What works to manage demand in planned care, in what circumstances?

crowded hospital

Managing demand for planned health care is described in this report as a “wicked problem” – demand for healthcare is outpacing capacity to meet it.

Health economies have tried various approaches to managing demand; referral management centres, expanded roles, direct access amongst others. But the evidence base has been mixed, of variable quality and sometimes conflicting findings.

This synthesis of evidence sets out to understand what works but with a particular focus on context, to understand what works, in what settings and why.
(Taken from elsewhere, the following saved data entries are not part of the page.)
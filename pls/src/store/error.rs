//! Remote store error types.

use thiserror::Error;

/// Errors raised by a [`ContentStore`](super::ContentStore) or its companions.
#[derive(Debug, Error)]
pub enum StoreError {
    /// A branch or ref does not exist.
    #[error("Reference not found: {reference}")]
    RefNotFound { reference: String },

    /// Any other failed remote call.
    #[error("Remote store error during {operation}: {message}")]
    Remote {
        operation: String,
        status: Option<u16>,
        message: String,
    },
}

impl StoreError {
    /// Creates a [`StoreError::Remote`].
    pub fn remote(operation: impl Into<String>, status: Option<u16>, message: impl Into<String>) -> Self {
        Self::Remote {
            operation: operation.into(),
            status,
            message: message.into(),
        }
    }

    /// Creates a [`StoreError::RefNotFound`].
    pub fn ref_not_found(reference: impl Into<String>) -> Self {
        Self::RefNotFound {
            reference: reference.into(),
        }
    }

    /// Returns the HTTP status of a remote failure, if known.
    #[must_use]
    pub fn status(&self) -> Option<u16> {
        match self {
            Self::RefNotFound { .. } => Some(404),
            Self::Remote { status, .. } => *status,
        }
    }
}

#[cfg(test)]
mod tests {
    use super::*;

    #[test]
    fn displays_operation_and_message() {
        let error = StoreError::remote("create tree", Some(422), "tree.sha is invalid");
        assert_eq!(
            error.to_string(),
            "Remote store error during create tree: tree.sha is invalid"
        );
        assert_eq!(error.status(), Some(422));
    }

    #[test]
    fn ref_not_found_reports_404() {
        let error = StoreError::ref_not_found("heads/main");
        assert_eq!(error.status(), Some(404));
        assert!(error.to_string().contains("heads/main"));
    }
}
This is a realist synthesis, which is a theory-based approach developed (by one of the authors) in recognition of the complexity of change in healthcare systems.  This method recognises that interventions will vary from one setting to another, including the components, the local context and the factors which influence outcomes.  The realist approach aims to move beyond a simple judgment of whether or not an intervention works (which is overly simplistic for complex change interventions that involve changing behaviours) and seeks to gain a better understanding of how and why an intervention might work, in what circumstances and to what extent.

The authors conducted a literature search in two phases: initially exploring the “ideas literature” to extract the underlying theories of change behind demand management and then identifying relevant empirical studies on demand management interventions.

Throughout the study, the team engaged with a range of stakeholders, including patient groups.

tug of war

The study team considered areas of tension within the system including motivations, expertise, mandates, cost containment and patient choice


The authors share findings on four specific approaches to demand management:

  1. Referral management centres
  2. GPs with special interest
  3. Direct access
  4. Guidelines

There’s simply so much information in the final report, that I can’t do it justice in this short blog.  Some of the key messages which resonated with me included:

  • The unintended consequences of interventions such as workarounds, where clinicians haven’t been involved in the design and therefore don’t fully trust the new system;
  • Variations in how expanded GP roles have been implemented, resulting in mixed evidence;
  • Some benefits of direct access for ruling out diagnoses, but some risks of overdiagnosis for differential diagnosis tests;
  • Various inherent tensions within the system, such as:
    • Patient choice versus generic guidelines
    • Disease-focused guidelines that don’t address multimorbidity
    • Blanket recommendations in an environment of financial challenge.
short cut

Lack of clinical engagement can lead to GPs short circuiting systems they do not trust.


The authors emphasise there are no silver bullet solutions out there. The solutions that do seem to work have been adaptive, developing to fit local context and involved significant effort. However, they have come up with a series of design principles and several examples which should offer useful learning to local health economies designing change programmes.


The study authors suggest a series of design principles to guide local health economies.

Additionally, recognising that few practitioners may read the entire report, the authors have helpfully set out a framework specificially for practitioners to support their thinking through the implications:

  • What (exactly) is the problem?
  • What are the options?
  • Will reorganisation work?
  • Can intermediaries do the trick?
  • Will direct access to test results reduce excess referrals?
  • Will guidelines be followed?
  • Can productive change be accelerated?

A collaborative approach is needed to properly work through these implications and the authors suggest the group model building approach as a means to achieving this.


The emphasis on “hard-won adaptive local solutions” and the prompts listed above suggests to me there are key elements (robust data and analysis, engagement, theory of change), which need to be in place to effectively design, implement and evaluate demand management.

tree on cliff

The study authors point to a number of local adaptive solutions.

Commissioners may wish to consider

  • How well do we understand the problem?
  • What are the trends – generally and more specific to local communities?
  • How can we test our underlying assumptions?
  • What might help or hinder change locally?
  • What outcomes are we planning to achieve and how can we test these?
  • How are we involving all the potential stakeholders (patients, practitioners, providers (NHS, public sector, third sector, independent sector etc) in the design, implementation and evaluation?


Primary paper

Pawson R, Greenhalgh J and Brennan C (2016) Demand management for planned care: a realist synthesis.  Health Services and Delivery Research, 4 (2).